I have been reading through a book on the “Third Use of the Law”–a doctrine with its origin in Lutheranism (for explanation see the * below)–Law, Life, and the Living God by Scott Murray. One of the theologians examined in the work, William Hordern, was critical of this doctrine largely because he held to an existentialist view of theology. For the purpose of this post, there is little of import other than part of Murray’s summary of Hordern’s position:
Hordern held an existentialistic view of faith and the Christian life. He made a sharp distinction between faith as trust and faith as belief in correct doctrine. He criticized the Protestant penchant for reducing salvation to ‘correct belief.’ (Murray, 119, cited below).
The criticism is one I have seen echoed in various places: the notion that evangelicals in particular care more about doctrinal purity than in actual evangelization. The accusation is actually on point in some cases, so far as I am concerned. Endless division over non-essential doctrines causes needless strife in the church. However, Murray’s critique of Hordern’s position also raises a valid point:
The question might legitimately be asked, ‘Trust in what?’ While it is true that faith is not merely assent to true propositions, faith as trust must repose in the promises of God. There is a specific doctrinal content to the preaching of the Gospel, which engenders and calls forth trust in the heart… (Murray, 122).

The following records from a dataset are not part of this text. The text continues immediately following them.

// Copyright 2026 the Ponder Authors
// SPDX-License-Identifier: Apache-2.0 OR MIT

use criterion::{BatchSize, Criterion, Throughput, black_box, criterion_group, criterion_main};
use kurbo::{Point, Rect};
use ponder_quadtree::{DensityOptions, QuadTree};

const EXTENT: Rect = Rect::new(0.0, 0.0, 2000.0, 2000.0);

#[derive(Clone)]
struct Rng(u64);

impl Rng {
    fn new(seed: u64) -> Self {
        Self(seed)
    }
    fn next_u64(&mut self) -> u64 {
        let mut x = self.0;
        x ^= x << 13;
        x ^= x >> 7;
        x ^= x << 17;
        self.0 = x;
        x
    }
    fn next_f64(&mut self) -> f64 {
        let v = self.next_u64() >> 11;
        (v as f64) / ((1u64 << 53) as f64)
    }
}

fn gen_uniform_points(count: usize) -> Vec<Point> {
    let mut out = Vec::with_capacity(count);
    let mut rng = Rng::new(0xCAFE_F00D_DEAD_BEEF);
    for _ in 0..count {
        out.push(Point::new(
            rng.next_f64() * EXTENT.width(),
            rng.next_f64() * EXTENT.height(),
        ));
    }
    out
}

fn gen_clustered_points(n_clusters: usize, per_cluster: usize, spread: f64) -> Vec<Point> {
    let mut out = Vec::with_capacity(n_clusters * per_cluster);
    let mut rng = Rng::new(0xC1A5_7E55_9999_ABCD);
    let mut centers = Vec::with_capacity(n_clusters);
    for _ in 0..n_clusters {
        centers.push((
            rng.next_f64() * EXTENT.width(),
            rng.next_f64() * EXTENT.height(),
        ));
    }
    for (cx, cy) in centers {
        for _ in 0..per_cluster {
            let dx = (rng.next_f64() - 0.5) * spread;
            let dy = (rng.next_f64() - 0.5) * spread;
            out.push(Point::new(
                (cx + dx).clamp(0.0, EXTENT.width()),
                (cy + dy).clamp(0.0, EXTENT.height()),
            ));
        }
    }
    out
}

fn build_tree(points: &[Point]) -> QuadTree<Point, fn(&Point) -> Point> {
    fn ident(p: &Point) -> Point {
        *p
    }
    QuadTree::build(
        points.iter().copied(),
        EXTENT,
        ident as fn(&Point) -> Point,
        1.0,
    )
    .expect("valid extent and resolution limit")
}

fn bench_build(c: &mut Criterion) {
    let mut group = c.benchmark_group("build");
    for &n in &[1024usize, 8192, 65536] {
        let points = gen_uniform_points(n);
        group.throughput(Throughput::Elements(n as u64));
        group.bench_function(format!("uniform_n{}", n), |b| {
            b.iter_batched(
                || points.clone(),
                |points| black_box(build_tree(&points)),
                BatchSize::SmallInput,
            )
        });
    }
    let points = gen_clustered_points(16, 4096, 64.0);
    group.throughput(Throughput::Elements(points.len() as u64));
    group.bench_function("clustered", |b| {
        b.iter_batched(
            || points.clone(),
            |points| black_box(build_tree(&points)),
            BatchSize::SmallInput,
        )
    });
    group.finish();
}

fn bench_nearest(c: &mut Criterion) {
    let mut group = c.benchmark_group("nearest");
    for &n in &[1024usize, 65536] {
        let tree = build_tree(&gen_uniform_points(n));
        let queries = gen_uniform_points(256);
        group.throughput(Throughput::Elements(queries.len() as u64));
        group.bench_function(format!("unbounded_n{}", n), |b| {
            b.iter(|| {
                let mut found = 0usize;
                for q in &queries {
                    if tree.nearest(q.x, q.y, None).is_some() {
                        found += 1;
                    }
                }
                black_box(found);
            })
        });
        group.bench_function(format!("radius50_n{}", n), |b| {
            b.iter(|| {
                let mut found = 0usize;
                for q in &queries {
                    if tree.nearest(q.x, q.y, Some(50.0)).is_some() {
                        found += 1;
                    }
                }
                black_box(found);
            })
        });
    }
    group.finish();
}

fn bench_range_queries(c: &mut Criterion) {
    let mut group = c.benchmark_group("range");
    let tree = build_tree(&gen_uniform_points(65536));
    group.bench_function("in_region_5pct", |b| {
        b.iter(|| {
            let mut total = 0usize;
            for q in 0..64 {
                let x = (q % 8) as f64 * 250.0;
                let y = (q / 8) as f64 * 250.0;
                total += tree.in_region(Rect::new(x, y, x + 100.0, y + 100.0)).len();
            }
            black_box(total);
        })
    });
    group.bench_function("in_circle_r100", |b| {
        b.iter(|| {
            let mut total = 0usize;
            for q in 0..64 {
                let x = 100.0 + (q % 8) as f64 * 250.0;
                let y = 100.0 + (q / 8) as f64 * 250.0;
                total += tree.in_circle(x, y, 100.0).len();
            }
            black_box(total);
        })
    });
    group.finish();
}

fn bench_density(c: &mut Criterion) {
    let mut group = c.benchmark_group("density");
    let uniform = build_tree(&gen_uniform_points(16384));
    let clustered = build_tree(&gen_clustered_points(16, 1024, 64.0));
    group.bench_function("areas_uniform", |b| {
        b.iter(|| black_box(uniform.density_areas(DensityOptions::default())))
    });
    group.bench_function("areas_clustered_capped", |b| {
        b.iter(|| {
            black_box(clustered.density_areas(DensityOptions {
                max_resolution: Some(8.0),
                ..Default::default()
            }))
        })
    });
    group.finish();
}

fn bench_local_values(c: &mut Criterion) {
    let mut group = c.benchmark_group("local_values");
    let tree = build_tree(&gen_uniform_points(16384));
    group.bench_function("two_values_capped", |b| {
        b.iter(|| black_box(tree.local_values(|p| vec![p.x, p.y], Some(8.0))))
    });
    group.finish();
}

criterion_group!(
    benches,
    bench_build,
    bench_nearest,
    bench_range_queries,
    bench_density,
    bench_local_values,
);
criterion_main!(benches);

It seems to me that Murray’s response is compelling. If one wishes to reduce the Christian faith merely to trust in God; one may fairly ask which God one is trusting in. It seems that at least some doctrinal content is necessary for saving faith. The question may then be asked: how much doctrine is enough?
My own answer to such difficult questions would be to fall back upon the grace of God. We do not know for certainty who shall be saved. But what we do know is that God is a just and loving God and will act according to God’s nature. It seems to me, moreover, that there is great importance also in what one hears and rejects.
What are your thoughts on these tough questions? Let me know in the comments, below!
*The third use of the Law may be defined as: that which “gives direction for the impulses of the Christian to do good works” (Murray, 14, cited below).
Scott Murray, Law, Life, and the Living God: The Third Use of Law in Modern American Lutheranism (St. Louis, MO: Concordia Publishing House, 2002.